Lucília Gago é a dona da casa desarrumada a arrumar. A primeira responsável. Da Constituição da República recebeu o poder de dirigir e fiscalizar, ter a casa do MP em ordem. Seis anos de boca cosida, ouvidos tapados, olhos vendados. Falou uma vez. Desarrumou mais a casa.

De casa desarrumada, a procuradora que é hoje ouvida no Parlamento já tem a porta de saída escancarada. Para os políticos, reformar a Justiça penal (arrumar a casa) traduz-se sempre num esforço hercúleo. Dar uma ordem à Imprensa Nacional. Alterar artigos dos Código Penal e de Processo. Dezenas de vezes alterados ao sabor dos ventos da conjuntura.

Recusam pensar e admitir que os distúrbios e abusos não emanam dos códigos. Antes das cabeças desinformadas que os interpretam e aplicam.
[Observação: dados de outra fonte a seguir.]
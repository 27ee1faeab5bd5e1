//! Transaction inspection.

use anyhow::Result;
use serde::Serialize;
use serde_json::Value;

use sui_subscriptions_transport::ChainClient;
use sui_subscriptions_types::transaction::parse_object_changes;
use sui_subscriptions_types::{ObjectChange, ObjectChangeKind, ResultOptions};

#[derive(Debug, Clone, PartialEq, Serialize)]
#[serde(rename_all = "camelCase")]
pub struct EventSummary {
    pub event_type: String,
    pub parsed_json: Option<Value>,
}

/// The parts of a transaction block worth showing a user.
#[derive(Debug, Clone, PartialEq, Serialize)]
#[serde(rename_all = "camelCase")]
pub struct TransactionSummary {
    pub digest: String,
    pub sender: Option<String>,
    /// `success`, `failure`, or `unknown`.
    pub status: String,
    pub error: Option<String>,
    pub gas_used: Option<u64>,
    pub events: Vec<EventSummary>,
    pub created: Vec<ObjectChange>,
    pub mutated: Vec<ObjectChange>,
}

impl TransactionSummary {
    pub fn from_value(digest: &str, tx: &Value) -> Self {
        let status = tx.pointer("/effects/status");
        let changes = parse_object_changes(tx);
        let of_kind = |kind: ObjectChangeKind| -> Vec<ObjectChange> {
            changes.iter().filter(|c| c.kind == kind).cloned().collect()
        };
        Self {
            digest: tx
                .get("digest")
                .and_then(Value::as_str)
                .unwrap_or(digest)
                .to_string(),
            sender: tx
                .pointer("/transaction/data/sender")
                .and_then(Value::as_str)
                .map(String::from),
            status: status
                .and_then(|s| s.get("status"))
                .and_then(Value::as_str)
                .unwrap_or("unknown")
                .to_string(),
            error: status
                .and_then(|s| s.get("error"))
                .and_then(Value::as_str)
                .map(String::from),
            gas_used: gas_used(tx),
            events: tx
                .get("events")
                .and_then(Value::as_array)
                .map(|events| {
                    events
                        .iter()
                        .map(|e| EventSummary {
                            event_type: e
                                .get("type")
                                .and_then(Value::as_str)
                                .unwrap_or("unknown")
                                .to_string(),
                            parsed_json: e.get("parsedJson").cloned(),
                        })
                        .collect()
                })
                .unwrap_or_default(),
            created: of_kind(ObjectChangeKind::Created),
            mutated: of_kind(ObjectChangeKind::Mutated),
        }
    }

    pub fn succeeded(&self) -> bool {
        self.status == "success"
    }
}

/// Net gas: computation + storage - rebate.
fn gas_used(tx: &Value) -> Option<u64> {
    let gas = tx.pointer("/effects/gasUsed")?;
    let field = |name: &str| -> Option<i128> {
        match gas.get(name)? {
            Value::String(s) => s.parse().ok(),
            Value::Number(n) => n.as_i64().map(i128::from),
            _ => None,
        }
    };
    let net = field("computationCost")? + field("storageCost")? - field("storageRebate").unwrap_or(0);
    u64::try_from(net.max(0)).ok()
}

/// Look up and summarize a transaction. `Ok(None)` when it is unknown.
pub async fn inspect_transaction(client: &dyn ChainClient, digest: &str) -> Result<Option<TransactionSummary>> {
    let tx = client
        .get_transaction_block(digest, ResultOptions::inspection())
        .await?;
    Ok(tx.map(|tx| TransactionSummary::from_value(digest, &tx)))
}
//! Sui Transport Layer
//!
//! Read access to the Sui ledger for the subscriptions client.
//!
//! This crate provides:
//! - [`client`]: the [`ChainClient`] trait every query goes through
//! - [`jsonrpc`]: a JSON-RPC implementation backed by a fullnode
//! - [`network`]: network names, chain identifiers and default endpoints
//! - [`test_utils`]: an in-memory [`ChainClient`] and JSON fixture builders
//!
//! Submission never happens here: transactions reach the chain through the
//! user's wallet.
//!
//! # Example
//!
//! ```ignore
//! use sui_subscriptions_transport::{ChainClient, JsonRpcClient};
//! use sui_subscriptions_types::ResultOptions;
//!
//! let client = JsonRpcClient::testnet();
//! let tx = client.get_transaction_block("8JTTa...", ResultOptions::inspection()).await?;
//! ```

pub mod client;
pub mod jsonrpc;
pub mod network;
pub mod test_utils;

pub use client::{Balance, ChainClient, ObjectFilter};
pub use jsonrpc::JsonRpcClient;
pub use network::{Network, NetworkInfo};
//! Subscription read model.
//!
//! [`format`] turns a raw object record (as returned by `sui_getObject` or
//! `suix_getOwnedObjects`) into a [`SubscriptionRecord`]. It is total: any
//! missing or malformed field becomes a sentinel instead of an error.

use chrono::DateTime;
use serde::{Deserialize, Serialize};
use serde_json::Value;
use std::fmt;

use sui_subscriptions_types::address::same_address;

pub const UNKNOWN: &str = "Unknown";
pub const DEFAULT_TOKEN: &str = "SUI";

/// Decimals of the SUI coin.
pub const SUI_DECIMALS: u32 = 9;

/// Millisecond timestamps are at least this large; smaller values are seconds.
const MILLIS_THRESHOLD: u64 = 1_000_000_000_000;

#[derive(Debug, Clone, Copy, PartialEq, Eq, Hash, Serialize, Deserialize)]
#[serde(rename_all = "snake_case")]
pub enum IntervalClass {
    Hourly,
    Daily,
    Weekly,
    Monthly,
    Quarterly,
    Yearly,
    Unknown,
}

/// Classification buckets in seconds, smallest first. Anything above 1.5x
/// the last bucket is yearly.
const INTERVAL_BUCKETS: [(IntervalClass, u64); 5] = [
    (IntervalClass::Hourly, 3_600),
    (IntervalClass::Daily, 86_400),
    (IntervalClass::Weekly, 604_800),
    (IntervalClass::Monthly, 2_592_000),
    (IntervalClass::Quarterly, 7_776_000),
];

impl IntervalClass {
    pub fn from_seconds(seconds: u64) -> Self {
        if seconds == 0 {
            return IntervalClass::Unknown;
        }
        INTERVAL_BUCKETS
            .iter()
            // seconds <= 1.5 * bucket, in integers
            .find(|(_, bucket)| seconds.saturating_mul(2) <= bucket * 3)
            .map(|(class, _)| *class)
            .unwrap_or(IntervalClass::Yearly)
    }

    pub fn as_str(&self) -> &'static str {
        match self {
            IntervalClass::Hourly => "hourly",
            IntervalClass::Daily => "daily",
            IntervalClass::Weekly => "weekly",
            IntervalClass::Monthly => "monthly",
            IntervalClass::Quarterly => "quarterly",
            IntervalClass::Yearly => "yearly",
            IntervalClass::Unknown => "unknown",
        }
    }
}

impl fmt::Display for IntervalClass {
    fn fmt(&self, f: &mut fmt::Formatter<'_>) -> fmt::Result {
        f.write_str(self.as_str())
    }
}

#[derive(Debug, Clone, Copy, PartialEq, Eq, Hash, Serialize, Deserialize)]
#[serde(rename_all = "snake_case")]
pub enum SubscriptionStatus {
    Active,
    Inactive,
}

impl fmt::Display for SubscriptionStatus {
    fn fmt(&self, f: &mut fmt::Formatter<'_>) -> fmt::Result {
        f.write_str(match self {
            SubscriptionStatus::Active => "active",
            SubscriptionStatus::Inactive => "inactive",
        })
    }
}

/// Display-ready view of an on-chain `Subscription` object.
#[derive(Debug, Clone, PartialEq, Eq, Serialize, Deserialize)]
#[serde(rename_all = "camelCase")]
pub struct SubscriptionRecord {
    pub id: String,
    pub merchant: String,
    /// Minor units (MIST for SUI).
    pub amount: u64,
    pub token: String,
    pub interval: IntervalClass,
    pub interval_secs: u64,
    /// `YYYY-MM-DD`, or "Unknown".
    pub next_payment: String,
    pub status: SubscriptionStatus,
    pub payments_made: u64,
}

impl SubscriptionRecord {
    pub fn is_active(&self) -> bool {
        self.status == SubscriptionStatus::Active
    }

    /// Amount in whole coins, e.g. "1.5 SUI".
    pub fn display_amount(&self) -> String {
        format!("{} {}", format_minor_units(self.amount, SUI_DECIMALS), self.token)
    }
}

/// Build a record from a raw object. Never fails.
pub fn format(raw: &Value) -> SubscriptionRecord {
    // `sui_getObject` wraps the object in `data`.
    let object = raw.get("data").filter(|d| d.is_object()).unwrap_or(raw);
    let fields = object.get("content").and_then(|c| c.get("fields"));
    let field = |name: &str| fields.and_then(|f| f.get(name));

    let id = object
        .get("objectId")
        .and_then(Value::as_str)
        .or_else(|| field("id").and_then(|v| v.get("id")).and_then(Value::as_str))
        .filter(|s| !s.is_empty())
        .unwrap_or(UNKNOWN)
        .to_string();

    let merchant = field("merchant")
        .and_then(Value::as_str)
        .filter(|s| !s.is_empty())
        .unwrap_or(UNKNOWN)
        .to_string();

    let interval_secs = field("interval_secs").map(parse_u64).unwrap_or(0);
    let active = field("status")
        .and_then(|s| s.get("fields").and_then(|f| f.get("active")).or_else(|| s.get("active")))
        .and_then(Value::as_bool)
        .unwrap_or(false);

    SubscriptionRecord {
        id,
        merchant,
        amount: field("amount").map(parse_u64).unwrap_or(0),
        token: DEFAULT_TOKEN.to_string(),
        interval: IntervalClass::from_seconds(interval_secs),
        interval_secs,
        next_payment: format_date(field("next_payment_time").map(parse_u64).unwrap_or(0)),
        status: if active {
            SubscriptionStatus::Active
        } else {
            SubscriptionStatus::Inactive
        },
        payments_made: field("payment_count").map(parse_u64).unwrap_or(0),
    }
}

/// Records whose merchant is `merchant`.
pub fn merchant_view<'a>(
    records: impl IntoIterator<Item = &'a SubscriptionRecord>,
    merchant: &str,
) -> Vec<SubscriptionRecord> {
    records
        .into_iter()
        .filter(|r| r.merchant != UNKNOWN && same_address(&r.merchant, merchant))
        .cloned()
        .collect()
}

/// Chain integers arrive as strings or numbers; anything else is 0.
fn parse_u64(value: &Value) -> u64 {
    match value {
        Value::Number(n) => n.as_u64().unwrap_or(0),
        Value::String(s) => s.trim().parse().unwrap_or(0),
        _ => 0,
    }
}

/// Seconds or milliseconds since the epoch to `YYYY-MM-DD`.
pub fn format_date(timestamp: u64) -> String {
    if timestamp == 0 {
        return UNKNOWN.to_string();
    }
    let parsed = if timestamp >= MILLIS_THRESHOLD {
        i64::try_from(timestamp)
            .ok()
            .and_then(DateTime::from_timestamp_millis)
    } else {
        i64::try_from(timestamp)
            .ok()
            .and_then(|secs| DateTime::from_timestamp(secs, 0))
    };
    parsed
        .map(|dt| dt.format("%Y-%m-%d").to_string())
        .unwrap_or_else(|| UNKNOWN.to_string())
}

/// `1_500_000_000` with 9 decimals is "1.5".
pub fn format_minor_units(amount: u64, decimals: u32) -> String {
    let scale = 10u64.pow(decimals);
    let whole = amount / scale;
    let frac = amount % scale;
    if frac == 0 {
        return whole.to_string();
    }
    let frac = format!("{:0width$}", frac, width = decimals as usize);
    format!("{}.{}", whole, frac.trim_end_matches('0'))
}
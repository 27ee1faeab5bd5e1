//! Client-side wallet connection state.

pub mod events;
pub mod reload;
pub mod store;

pub use events::{ConnectionChanged, ConnectionEvent, EventBus, ListenerId};
pub use reload::{ReloadGate, ReloadReason, ViewReloader};
pub use store::{
    global, install_global, ConnectionIssue, ConnectionState, ConnectionStore, PersistedConnection,
    ReconcileTicket, WalletConnection,
};
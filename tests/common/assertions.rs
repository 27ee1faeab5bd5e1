//! Custom assertion utilities for tests.

/// Assert that a result is Ok and return the inner value.
#[allow(dead_code)]
pub fn assert_ok<T, E: std::fmt::Debug>(result: Result<T, E>, context: &str) -> T {
    match result {
        Ok(v) => v,
        Err(e) => panic!("{} failed: {:?}", context, e),
    }
}

/// Assert that a result is Err and return the error.
#[allow(dead_code)]
pub fn assert_err<T: std::fmt::Debug, E>(result: Result<T, E>, context: &str) -> E {
    match result {
        Ok(v) => panic!("{} should have failed but got: {:?}", context, v),
        Err(e) => e,
    }
}

/// Assert that an error message contains expected text (case-insensitive).
#[allow(dead_code)]
pub fn assert_error_contains<E: std::fmt::Display>(error: E, expected_text: &str, context: &str) {
    let error_str = error.to_string().to_lowercase();
    assert!(
        error_str.contains(&expected_text.to_lowercase()),
        "{}: error message should contain '{}', got: {}",
        context,
        expected_text,
        error
    );
}
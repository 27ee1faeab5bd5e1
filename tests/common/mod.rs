#![allow(unused_imports, dead_code)]
//! Shared test utilities for integration tests.
//!
//! # Modules
//!
//! - `mocks`: scripted wallet entry points, reloaders, and storage
//! - `fixtures`: ready-made wallets, stores, and services
//! - `assertions`: assertion helpers with better failure messages

pub mod assertions;
pub mod fixtures;
pub mod mocks;

pub use assertions::{assert_err, assert_error_contains, assert_ok};
pub use fixtures::{
    bare_wallet, fast_schedule, new_service, new_store, slush_wallet, standard_wallet, PACKAGE,
    SUBSCRIBER,
};
pub use mocks::{FailingStorage, MockExecutor, MockSignAndExecute, MockSigner, RecordingReloader};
Há, com clareza, uma certa ordem a pôr na Casa da Justiça. Não certamente a de fortalecer militarmente a hierarquia no MP. Nem penetrar subrepticiamente na independência dos juízes.

Se se olhar o mundo que, sistematicamente, nos oferecem, logo vemos que aquelas cabeças não se ajustam à Constituição da República. Não agem com respeito pela liberdade. Direitos e garantias. Minimizam a Constituição e os cidadãos. Exibem a força nas entradas e saídas dos tribunais. Exercem abusivamente o poder nas salas de audiência. Passeiam a mente em extensões deletérias nas sentenças e despachos. Banqueteiam-se no juridismo. No perquirir ad nauseam de acórdãos a propósito e despropósito. Lateralizam os grandes princípios constitucionais.

Com recurso sistemático ao formalismo e processualismo doentio, procuram pretextos para não decidir. Aí é que se impõe pôr ordem na casa, o que de há muito se requer. Se a Constituição está nas cabeças, logo passa para as decisões.